Removing Barriers for Student-Parents

By Sarah Asp Olson

LaGuardia Community College’s Early Childhood Learning Center offers student-parents more than just child care.

According to recent data from the Education Advisory Board, 33 percent of community college students today care for dependents at least one hour a week.

“And we know it’s much more than [one hour],” says Michael Baston, vice president of student affairs at LaGuardia Community College in Long Island City, New York. “That’s one of the odds community college students have against them. If they don’t have somebody to take care of their kids, they’re not going to be successful.”

According to Baston, 84 percent of LaGuardia’s student-parents — who account for about 25 percent of the total student body — said it would be difficult for them to attend college without on-campus child care.

LaGuardia has a long history of helping its students with child care. The college’s Early Childhood Learning Center (ECLC) opened as a preschool in 1978. In the fall of 2015, the center, which has expanded its reach to include infant, after-school and pre-K programs, served 190 students, 90 percent of whom were children of LaGuardia students.

Over the years, the center has become more than just a safe place for students to drop off their kids while they study or attend class. It now operates as a central hub of information, services and resources for parents.

“Student-support-service investments are the kinds of investments that have some of the greatest potential to move students to completion,” Baston says. “[The ECLC] is not just day care for your kid; it’s support for you, so you can finish.”

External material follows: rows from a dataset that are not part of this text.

//! Repository Module
//!
//! Provides CRUD operations for SurrealDB tables.

// Accounts
pub mod admin;
pub mod customer;

// Collection
pub mod milk_entry;

// Re-exports
pub use admin::AdminRepository;
pub use customer::CustomerRepository;
pub use milk_entry::{EntryFilter, MilkEntryRepository};

use shared::error::{AppError, ErrorCode};
use surrealdb::engine::local::Db;
use surrealdb::{RecordId, Surreal};
use thiserror::Error;

/// Table names
pub const ADMIN_TABLE: &str = "admin";
pub const CUSTOMER_TABLE: &str = "customer";
pub const MILK_ENTRY_TABLE: &str = "milk_entry";

/// Repository error types
#[derive(Debug, Error)]
pub enum RepoError {
    #[error("Not found: {0}")]
    NotFound(String),

    #[error("Duplicate: {0}")]
    Duplicate(String),

    #[error("Database error: {0}")]
    Database(String),

    #[error("Validation error: {0}")]
    Validation(String),
}

impl From<surrealdb::Error> for RepoError {
    fn from(err: surrealdb::Error) -> Self {
        RepoError::Database(err.to_string())
    }
}

impl From<RepoError> for AppError {
    fn from(err: RepoError) -> Self {
        match err {
            RepoError::NotFound(msg) => AppError::with_message(ErrorCode::NotFound, msg),
            RepoError::Duplicate(msg) => AppError::conflict(msg),
            RepoError::Database(msg) => AppError::database(msg),
            RepoError::Validation(msg) => AppError::validation(msg),
        }
    }
}

/// Result type for repository operations
pub type RepoResult<T> = Result<T, RepoError>;

// =============================================================================
// ID Convention: 全栈统一使用 "table:id" 格式
// =============================================================================
//
// 使用 surrealdb::RecordId 处理所有 ID：
//   - 解析: parse_record_id("customer", "customer:abc") 或裸 key "abc"
//   - 创建: RecordId::from_table_key("customer", "abc")
//   - CRUD: db.select(id) / DELETE $thing 直接使用 RecordId

/// 解析 API 传入的 ID，接受 "table:key" 或裸 key
///
/// 表名不匹配视为校验错误，避免用客户 ID 访问其他表。
pub fn parse_record_id(table: &str, raw: &str) -> RepoResult<RecordId> {
    let raw = raw.trim();
    if raw.is_empty() {
        return Err(RepoError::Validation(format!("Empty {} ID", table)));
    }
    if raw.contains(':') {
        let id: RecordId = raw
            .parse()
            .map_err(|_| RepoError::Validation(format!("Invalid ID: {}", raw)))?;
        if id.table() != table {
            return Err(RepoError::Validation(format!(
                "ID {} does not belong to table {}",
                raw, table
            )));
        }
        return Ok(id);
    }
    Ok(RecordId::from_table_key(table, raw))
}

/// Base repository with database reference
#[derive(Clone)]
pub struct BaseRepository {
    db: Surreal<Db>,
}

impl BaseRepository {
    pub fn new(db: Surreal<Db>) -> Self {
        Self { db }
    }

    pub fn db(&self) -> &Surreal<Db> {
        &self.db
    }
}
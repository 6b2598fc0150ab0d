//! Customer Repository

use super::{BaseRepository, RepoError, RepoResult};
use crate::db::models::{Customer, CustomerCreate, CustomerUpdate};
use shared::util::now_millis;
use surrealdb::engine::local::Db;
use surrealdb::{RecordId, Surreal};

#[derive(Clone)]
pub struct CustomerRepository {
    base: BaseRepository,
}

impl CustomerRepository {
    pub fn new(db: Surreal<Db>) -> Self {
        Self {
            base: BaseRepository::new(db),
        }
    }

    /// Find all customers ordered by name
    pub async fn find_all(&self) -> RepoResult<Vec<Customer>> {
        let customers: Vec<Customer> = self
            .base
            .db()
            .query("SELECT * FROM customer ORDER BY fullName")
            .await?
            .take(0)?;
        Ok(customers)
    }

    /// Find customer by id
    pub async fn find_by_id(&self, id: &RecordId) -> RepoResult<Option<Customer>> {
        let customer: Option<Customer> = self.base.db().select(id.clone()).await?;
        Ok(customer)
    }

    /// Find customer by mobile number
    pub async fn find_by_mobile(&self, mobile: &str) -> RepoResult<Option<Customer>> {
        let mut result = self
            .base
            .db()
            .query("SELECT * FROM customer WHERE mobile = $mobile")
            .bind(("mobile", mobile.trim().to_string()))
            .await?;
        let customers: Vec<Customer> = result.take(0)?;
        Ok(customers.into_iter().next())
    }

    /// Find the customer currently holding a refresh token
    pub async fn find_by_refresh_token(&self, token: &str) -> RepoResult<Option<Customer>> {
        let mut result = self
            .base
            .db()
            .query("SELECT * FROM customer WHERE refreshToken = $refresh")
            .bind(("refresh", token.to_string()))
            .await?;
        let customers: Vec<Customer> = result.take(0)?;
        Ok(customers.into_iter().next())
    }

    /// Create a new customer
    pub async fn create(&self, data: CustomerCreate) -> RepoResult<Customer> {
        let mobile = data.mobile.trim().to_string();

        // Check duplicate mobile
        if self.find_by_mobile(&mobile).await?.is_some() {
            return Err(RepoError::Duplicate(format!(
                "Customer with mobile '{}' already exists",
                mobile
            )));
        }

        let now = now_millis();
        let mut result = self
            .base
            .db()
            .query(
                r#"CREATE customer SET
                    fullName = $full_name,
                    mobile = $mobile,
                    baseFatRate = $base_fat_rate,
                    paymentMode = $payment_mode,
                    refreshToken = NONE,
                    createdAt = $now,
                    updatedAt = $now
                RETURN AFTER"#,
            )
            .bind(("full_name", data.full_name.trim().to_string()))
            .bind(("mobile", mobile))
            .bind(("base_fat_rate", data.base_fat_rate))
            .bind(("payment_mode", data.payment_mode.as_str()))
            .bind(("now", now))
            .await?;

        let created: Option<Customer> = result.take(0)?;
        created.ok_or_else(|| RepoError::Database("Failed to create customer".to_string()))
    }

    /// Update a customer; absent fields keep their stored value
    pub async fn update(&self, id: &RecordId, data: CustomerUpdate) -> RepoResult<Customer> {
        let existing = self
            .find_by_id(id)
            .await?
            .ok_or_else(|| RepoError::NotFound(format!("Customer {} not found", id)))?;

        let mobile = data.mobile.map(|m| m.trim().to_string());

        // Check duplicate mobile if changing
        if let Some(ref new_mobile) = mobile
            && new_mobile != &existing.mobile
            && self.find_by_mobile(new_mobile).await?.is_some()
        {
            return Err(RepoError::Duplicate(format!(
                "Customer with mobile '{}' already exists",
                new_mobile
            )));
        }

        let mut result = self
            .base
            .db()
            .query(
                r#"UPDATE $thing SET
                    fullName = $full_name OR fullName,
                    mobile = $mobile OR mobile,
                    baseFatRate = IF $has_rate THEN $base_fat_rate ELSE baseFatRate END,
                    paymentMode = $payment_mode OR paymentMode,
                    updatedAt = $now
                RETURN AFTER"#,
            )
            .bind(("thing", id.clone()))
            .bind(("full_name", data.full_name.map(|n| n.trim().to_string())))
            .bind(("mobile", mobile))
            .bind(("has_rate", data.base_fat_rate.is_some()))
            .bind(("base_fat_rate", data.base_fat_rate))
            .bind(("payment_mode", data.payment_mode.map(|m| m.as_str())))
            .bind(("now", now_millis()))
            .await?;

        result
            .take::<Option<Customer>>(0)?
            .ok_or_else(|| RepoError::NotFound(format!("Customer {} not found", id)))
    }

    /// Hard delete a customer; returns false when it did not exist
    ///
    /// Milk entries are left in place and surface as unresolved payout rows.
    pub async fn delete(&self, id: &RecordId) -> RepoResult<bool> {
        if self.find_by_id(id).await?.is_none() {
            return Ok(false);
        }

        self.base
            .db()
            .query("DELETE $thing")
            .bind(("thing", id.clone()))
            .await?
            .check()?;
        Ok(true)
    }

    /// Store (or clear with `None`) the customer's refresh token
    pub async fn set_refresh_token(&self, id: &RecordId, token: Option<String>) -> RepoResult<()> {
        self.base
            .db()
            .query("UPDATE $thing SET refreshToken = $refresh, updatedAt = $now")
            .bind(("thing", id.clone()))
            .bind(("refresh", token))
            .bind(("now", now_millis()))
            .await?
            .check()?;
        Ok(())
    }
}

Here are four ways LaGuardia is meeting the needs of its student-parents through the ECLC:

  • Offers student support services at the child-care center. Baston has observed that simply making students aware of programs or resources is often not enough. “It has to be awareness and assistance,” he says. “We also found that if you don’t integrate these awareness opportunities in inescapable practices or processes they have to encounter, students will largely go on not knowing resources exist.” For student-parents, that means turning the ECLC into a central hub for information and assistance, including offering parent support groups, consultations with health and wellness professionals and even on-site tax assistance.
  • Offers child care into the evening hours. The ECLC is open until 10 p.m. to accommodate evening classes and study schedules. The center also provides after-school care for student-parents with older children.
  •  Keeps care affordable. The ECLC is funded through a combination of student tuition and a subsidy from the state, which helps keep it affordable. LaGuardia also partners with Single Stop to help student-parents apply for child-care grants to subsidize child-care fees.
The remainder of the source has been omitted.